どうして、ヤマトの連中は気が付かないのか腹が立つ。
特殊作戦部隊だの、救世主様だの、大佐だのと持ち上げといて、くっさい毛布に残飯だし。
大公とか持ち上げといて、落ち葉の布団に、腐った飯にランクダウンしたらどうするのか。

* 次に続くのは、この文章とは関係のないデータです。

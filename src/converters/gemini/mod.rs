pub mod gemini_content;
pub mod gemini_error;
pub mod gemini_part;
pub mod gemini_request;
pub mod gemini_response;

pub use gemini_error::GeminiErrorResponse;
pub use gemini_part::GeminiPart;
pub use gemini_request::GeminiRequest;
pub use gemini_response::extract_reply_text;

「そんなものよりはお金の方がいいですね。スーパーとかの建設資金や新事業に回せるし」
同情するより金をくれだ。
「そうか、君の事業は我が国にとっても大切だしなぁ、うーん。」
カザンザキスさんが悩ましい顔をした。
パトリダにとっても俺の事業は最重要だ。
なにしろ、二流国の下の方であえいでたのが、一流国になれそうなのだ。
「そのあたりは君に任せよう」
カザンザキスさんが笑った。
「ありがとうございます」
良い義理の祖父を貰えて俺は幸せだ。
と言うか、たまにデレるようになったアオイだが、叔父達の言うように襲ってこないし、誘っても来ない。
この世界では貴重な存在なのかもしれない。
ムラサキの方が積極的なのだが、ヘタレな俺は、もう一歩が踏み出せないでいる。
正直、ムラサキもすごく大事だし、別にこの世界では、高貴な人間がそっち系に行くのも全然おかしくないらしいのだが、やっぱり勇気がいる。
ユウキなのに勇気が足りない。
これは、俺が昔、痔だったのも関係あるのかもしれない。
軽いいぼ痔だったのだが、見せたらいきなり手術になって切られた。
早く処置した方が良いとかゴリ押しされた。
縫って中が腐ると駄目なので、傷口を剥き出しにしてそのまま治癒させるそうな。
縫ってないから、便が通ると、震えるような激痛が走る。
あまりの痛さに先生に言ったら、それは痛いと思うから痛いんだよって笑顔で言われた。
今にしてみると、何かのSMプレイだったのだろうか。
などと考えていると、妹のミツキが部屋に入ってきた
「兄貴、話を聞いてよ! 」
とりあえず、耳を指でふさいでみた。
どうせ、碌でもない話なのは分かっていたからである。
この痔の話が残酷描写になったらどうしょう。
ちなみに私は痔の王様痔ろうで手術しました。
痛いと思うから痛いんだよって笑顔で言われたのは実体験です。
先生に麻酔が効いてないのに、レーザーメスで尻の穴を焼かれたのはいい思い出です。
「いやぁ、麻酔が効いて無かった? すまんすまん」
あの声がいまだに忘れられません。